As the Cold War set in, Highlander was abandoned by many of its old friends. The unions that had supported the folk school by renting out its facilities for conferences wanted nothing to do with it lest they be tainted by red-baiters eager to conflate any integrationist sentiment with Communism. The once-mighty Southern Tenant Farmers Union was declining into obscurity; Birmingham, an erstwhile bastion of labor radicalism, was forging a new reputation as the most segregated city in America, a place where blacks and whites were subject to arrest for playing checkers together. Growing up in 1950s Birmingham, my father recalls that it wasn’t simply that he and his peers didn’t know about the biracial political meetings that had taken place in their city just twenty years earlier; it was that they couldn’t conceive that any such meetings could ever have taken place.
Bucking the prevailing winds, Horton brashly declared that civil rights would be Highlander’s primary focus for the 1950s. In 1955, an Alabama seamstress named Rosa Parks arrived on campus. She had been sponsored by her white liberal employers, the Durr family, Montgomery patricians well on their way to committing social suicide on account of their impolitic anti-McCarthyite politics. Her trip to Highlander was “the first time in my life I had lived in an atmosphere of complete equality with members of the other race,” Parks later recalled. The experience “just washed away and melted a lot of my hostility and prejudice and feeling of bitterness against the white Southerner,” she said. “There was a great thing about black and white people sitting down to the same table eating.” Parks’s final class in the mountains, called “Finding Your Way Back Home,” focused on how to apply the lessons learned at Highlander in local communities throughout the region. In the popular lore of the civil rights movement, it all began when Parks, spur of the moment, decided she was too tired after a long day of work to relinquish her bus seat to a white passenger. In reality, Parks’s challenge to Jim Crow was entirely premeditated; she had trained at Highlander four months before her arrest.
As civil disobedience swept the South after Parks’s arrest and the successful year-long Montgomery bus boycott, Highlander remained the go-to place for plotting movement strategy, drawing the wrath of reactionary politicians. Fitting neatly into the paranoid style of the American far-right, for Birchers and Klansmen, Highlander became the shadowy linchpin in the social protests that were rocking the region. Billboards appeared all over the South showing a certain Montgomery preacher attending the 25th anniversary conference, over Labor Day weekend in 1957, with the tag line martin luther king at communist training school. After a show trial featuring allegations of integrationism, illicit liquor sales, prostitution, miscegenation, Soviet infiltration, and failure to fly the American flag, the State of Tennessee shuttered Highlander in 1961. “You can padlock a building,” Horton said at the time, “but you can’t padlock an idea . . . It will grow wherever people take it.”

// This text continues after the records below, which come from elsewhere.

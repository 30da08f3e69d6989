//! GPIO and pin abstraction layer
//!
//! Pins are addressed by a board-level [`PinId`] instead of being owned as
//! typed handles. A driver only stores the identifiers it was configured
//! with and goes through a [`PinIo`] implementation for every access.

/// Board-level pin identifier.
#[derive(Debug, Clone, Copy, PartialEq, Eq, Hash, PartialOrd, Ord)]
#[cfg_attr(feature = "defmt", derive(defmt::Format))]
pub struct PinId(pub u8);

impl PinId {
    /// Raw pin number.
    pub const fn number(self) -> u8 {
        self.0
    }
}

impl From<u8> for PinId {
    fn from(value: u8) -> Self {
        Self(value)
    }
}

/// Pin state
#[derive(Debug, Clone, Copy, PartialEq, Eq)]
#[cfg_attr(feature = "defmt", derive(defmt::Format))]
pub enum PinState {
    /// High (logic 1)
    High,
    /// Low (logic 0)
    Low,
}

impl PinState {
    /// `true` for [`PinState::High`].
    pub const fn is_high(self) -> bool {
        matches!(self, Self::High)
    }

    /// `true` for [`PinState::Low`].
    pub const fn is_low(self) -> bool {
        matches!(self, Self::Low)
    }
}

impl From<bool> for PinState {
    fn from(value: bool) -> Self {
        if value {
            Self::High
        } else {
            Self::Low
        }
    }
}

impl From<PinState> for bool {
    fn from(value: PinState) -> Self {
        matches!(value, PinState::High)
    }
}

/// Pin direction
#[derive(Debug, Clone, Copy, PartialEq, Eq)]
#[cfg_attr(feature = "defmt", derive(defmt::Format))]
pub enum PinDirection {
    /// Input, sampled with [`PinIo::read_pin`]
    Input,
    /// Push-pull output, driven with [`PinIo::set_pin`]
    Output,
}

/// Pin read/write primitives.
pub trait PinIo {
    /// Error type
    type Error: core::fmt::Debug;

    /// Set the direction of `pin`.
    fn configure(&mut self, pin: PinId, direction: PinDirection) -> Result<(), Self::Error>;

    /// Drive an output pin.
    fn set_pin(&mut self, pin: PinId, state: PinState) -> Result<(), Self::Error>;

    /// Sample an input pin.
    fn read_pin(&mut self, pin: PinId) -> Result<PinState, Self::Error>;

    /// Drive `pin` high
    fn set_high(&mut self, pin: PinId) -> Result<(), Self::Error> {
        self.set_pin(pin, PinState::High)
    }

    /// Drive `pin` low
    fn set_low(&mut self, pin: PinId) -> Result<(), Self::Error> {
        self.set_pin(pin, PinState::Low)
    }

    /// Read pin state
    fn is_high(&mut self, pin: PinId) -> Result<bool, Self::Error> {
        self.read_pin(pin).map(PinState::is_high)
    }
}

impl<T: PinIo + ?Sized> PinIo for &mut T {
    type Error = T::Error;

    fn configure(&mut self, pin: PinId, direction: PinDirection) -> Result<(), Self::Error> {
        T::configure(self, pin, direction)
    }

    fn set_pin(&mut self, pin: PinId, state: PinState) -> Result<(), Self::Error> {
        T::set_pin(self, pin, state)
    }

    fn read_pin(&mut self, pin: PinId) -> Result<PinState, Self::Error> {
        T::read_pin(self, pin)
    }
}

Case in point: “We Shall Overcome.” When Martin Luther King Jr. first heard Seeger’s version at Highlander, he endorsed it as a song “that really sticks with you.” The hymn we know today was completed during a 1959 pre-trial raid by state troopers ostensibly searching for moonshine. Held captive in a darkened seminar room, Highlander students sang the song, adding an impromptu verse, “We are not afraid, today.” The following year, the anthem caught on among attendees of a Highlander-sponsored workshop for the college student leaders of the nascent sit-in movement. By 1963, Joan Baez was singing it to hundreds of thousands on the steps of the Lincoln Memorial at the March on Washington. And in 1965, President Johnson himself was quoting it in his Texas drawl in a speech to a joint session of Congress urging passage of the Voting Rights Act.
While the State of Tennessee was auctioning off the padlocked property in Monteagle, Myles Horton was already preparing to reopen the school in Knoxville as the Highlander Research and Education Center. That location, sitting on a section of Riverside Drive soon condemned by urban renewal, was short-lived, and in 1972 Highlander bought a 106-acre farm in nearby New Market, where the school endures to this day.

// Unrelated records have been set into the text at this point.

//! Select, reset and ready lines
//!
//! `xCS` and `xDCS` share one bus and must never be low together. A select
//! is only ever asserted through a [`Selected`] guard, which deasserts it on
//! [`Selected::release`] or when dropped on an error path. The guard borrows
//! the [`LineControl`] mutably, so a second mode cannot be entered while one
//! is held.

use platform::{PinDirection, PinId, PinIo, PinState};

use crate::config::Vs1003Pins;

/// Which interface of the chip the bus is currently talking to.
#[derive(Debug, Clone, Copy, PartialEq, Eq)]
#[cfg_attr(feature = "defmt", derive(defmt::Format))]
pub enum BusMode {
    /// Both selects high
    Idle,
    /// `xCS` low: register (SCI) transaction
    Control,
    /// `xDCS` low: stream (SDI) transaction
    Data,
}

pub(crate) struct LineControl<P> {
    pins: P,
    map: Vs1003Pins,
    mode: BusMode,
}

impl<P: PinIo> LineControl<P> {
    pub(crate) fn new(pins: P, map: Vs1003Pins) -> Self {
        Self {
            pins,
            map,
            mode: BusMode::Idle,
        }
    }

    pub(crate) fn mode(&self) -> BusMode {
        self.mode
    }

    pub(crate) fn release(self) -> P {
        self.pins
    }

    /// Set directions and park the chip in reset with both selects high.
    pub(crate) fn configure(&mut self) -> Result<(), P::Error> {
        let Vs1003Pins {
            xcs,
            xdcs,
            dreq,
            xreset,
        } = self.map;
        self.pins.configure(xreset, PinDirection::Output)?;
        self.pins.set_low(xreset)?;
        self.pins.configure(xcs, PinDirection::Output)?;
        self.pins.set_high(xcs)?;
        self.pins.configure(xdcs, PinDirection::Output)?;
        self.pins.set_high(xdcs)?;
        self.pins.configure(dreq, PinDirection::Input)?;
        self.mode = BusMode::Idle;
        Ok(())
    }

    pub(crate) fn set_reset(&mut self, asserted: bool) -> Result<(), P::Error> {
        let state = if asserted { PinState::Low } else { PinState::High };
        self.pins.set_pin(self.map.xreset, state)
    }

    pub(crate) fn is_ready(&mut self) -> Result<bool, P::Error> {
        self.pins.is_high(self.map.dreq)
    }

    /// Spin until `DREQ` is high. There is no timeout.
    pub(crate) fn await_ready(&mut self) -> Result<(), P::Error> {
        while !self.is_ready()? {}
        Ok(())
    }

    /// `xDCS` high, then `xCS` low.
    pub(crate) fn enter_control(&mut self) -> Result<Selected<'_, P>, P::Error> {
        let (xcs, xdcs) = (self.map.xcs, self.map.xdcs);
        self.select(xcs, xdcs, BusMode::Control)
    }

    /// `xCS` high, then `xDCS` low.
    pub(crate) fn enter_data(&mut self) -> Result<Selected<'_, P>, P::Error> {
        let (xcs, xdcs) = (self.map.xcs, self.map.xdcs);
        self.select(xdcs, xcs, BusMode::Data)
    }

    fn select(
        &mut self,
        line: PinId,
        other: PinId,
        mode: BusMode,
    ) -> Result<Selected<'_, P>, P::Error> {
        debug_assert_eq!(self.mode, BusMode::Idle);
        self.pins.set_high(other)?;
        self.pins.set_low(line)?;
        self.mode = mode;
        Ok(Selected {
            lines: self,
            line,
            released: false,
        })
    }

    fn deselect(&mut self, line: PinId) -> Result<(), P::Error> {
        // Whatever the outcome, the select is no longer ours to rely on.
        self.mode = BusMode::Idle;
        self.pins.set_high(line)
    }
}

/// A held select line; deasserted on drop.
pub(crate) struct Selected<'a, P: PinIo> {
    lines: &'a mut LineControl<P>,
    line: PinId,
    released: bool,
}

impl<P: PinIo> Selected<'_, P> {
    pub(crate) fn await_ready(&mut self) -> Result<(), P::Error> {
        self.lines.await_ready()
    }

    /// Deassert the select and report the pin error, if any.
    pub(crate) fn release(mut self) -> Result<(), P::Error> {
        self.released = true;
        self.lines.deselect(self.line)
    }
}

impl<P: PinIo> Drop for Selected<'_, P> {
    fn drop(&mut self) {
        if !self.released {
            let _ = self.lines.deselect(self.line);
        }
    }
}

Though just twenty-five miles from downtown Knoxville, Highlander’s current incarnation feels much more isolated. Staff refer to the site at the end of a long, snaking switch-back road simply as “the hill.” Perched atop a ridge overlooking the Smoky Mountains, the vista is entrancing, an ever-changing kaleidoscope throughout the day as the peaks play hide-and-seek behind the mist. The handful of simple, wooden, summer-camp-looking buildings that dot the site all boast panoramic windows and porches lined with Adirondack chairs to take in the view. A quiet, monastic, contemplative emptiness pervades the campus.
My visit coincided with the anniversary of Rosa Parks’s seminal act of civil disobedience as well as the arrival of a quintet of new activists. “This is where Rosa Parks was just weeks before she rode the bus,” one newcomer, Myeisha Hutchinson of Birmingham, offered with bated breath. “That just blows people away.”
Of course, that’s not the literal truth. Rosa Parks trained at the original Highlander, nearly 200 miles away. And yet there is a continuity, stoked by the rituals of remembrance, that links Highlander’s previous locations and generations.
Hutchinson was one of five new Greensboro Justice Fellows. The initiative is named for the Greensboro Five, a multiracial group of labor organizers gunned down by a group of Klansmen and neo-Nazis during a peaceful protest against hate groups in Greensboro, North Carolina, in 1979; it is funded by money from a civil settlement with the City of Greensboro, whose police force was notably absent from the publicly announced demonstration. Each year, five Southern activists—one for each Greensboro martyr—are brought to Highlander to plot organizing strategies tailored to the region. A separate Highlander fellowship, for social change through art, is supported by the We Shall Overcome Fund, made up of royalties from the commercial use of the song. As Scott Bates told me, in a rather surprising turn of phrase for a Christian socialist: “‘We Shall Overcome’: We own that!”
José Eduardo Sanchez, a Greensboro Justice Fellow who organizes undocumented laborers with the Fe y Justicia Worker Center in Houston, said that of the five slain organizers he most identified with Cesar Cauce. Both are immigrants—Sanchez was born in Mexico, Cauce in Cuba—and both came to social justice causes through the labor movement. “I’ve always seen myself as a worker,” Sanchez told me. “My dad is a construction worker, to this day. He’s been a construction worker since he was fifteen years old. Before that he was working on the farm and all my family had been farmers. My mom, same thing, since she was a young girl she was a domestic worker cleaning and taking care of kids and cooking for the rich houses in our town.” In Southern boomtowns like Houston, the face of the most vulnerable workers has changed from black to brown, but the Highlander strategy for organizing them—to give community members the tools they need to organize themselves—has remained the same. In Sanchez, a first-generation immigrant organizing other first-generation immigrants, the idea of Highlander has been brought into the new century.
In explaining Highlander’s origins, Scott Bates mused, “In the 1930s, they were looking for a utopia.” Like a human being, as Highlander has aged, it has grown less starry-eyed. But, like Bates, it has never fully lost the hopes of youth. As Lis-Marie Alvarado, another younger activist at an older Highlander, put it, “Perhaps we’ll never reach utopia, something perfect, but at least we’re pushing the wheel for change. So for me that’s a very practical approach and that gives me a lot of hope. There will be others after me.” And we shall live in peace. Someday.
In Memory of Scott Bates, 1923–2013.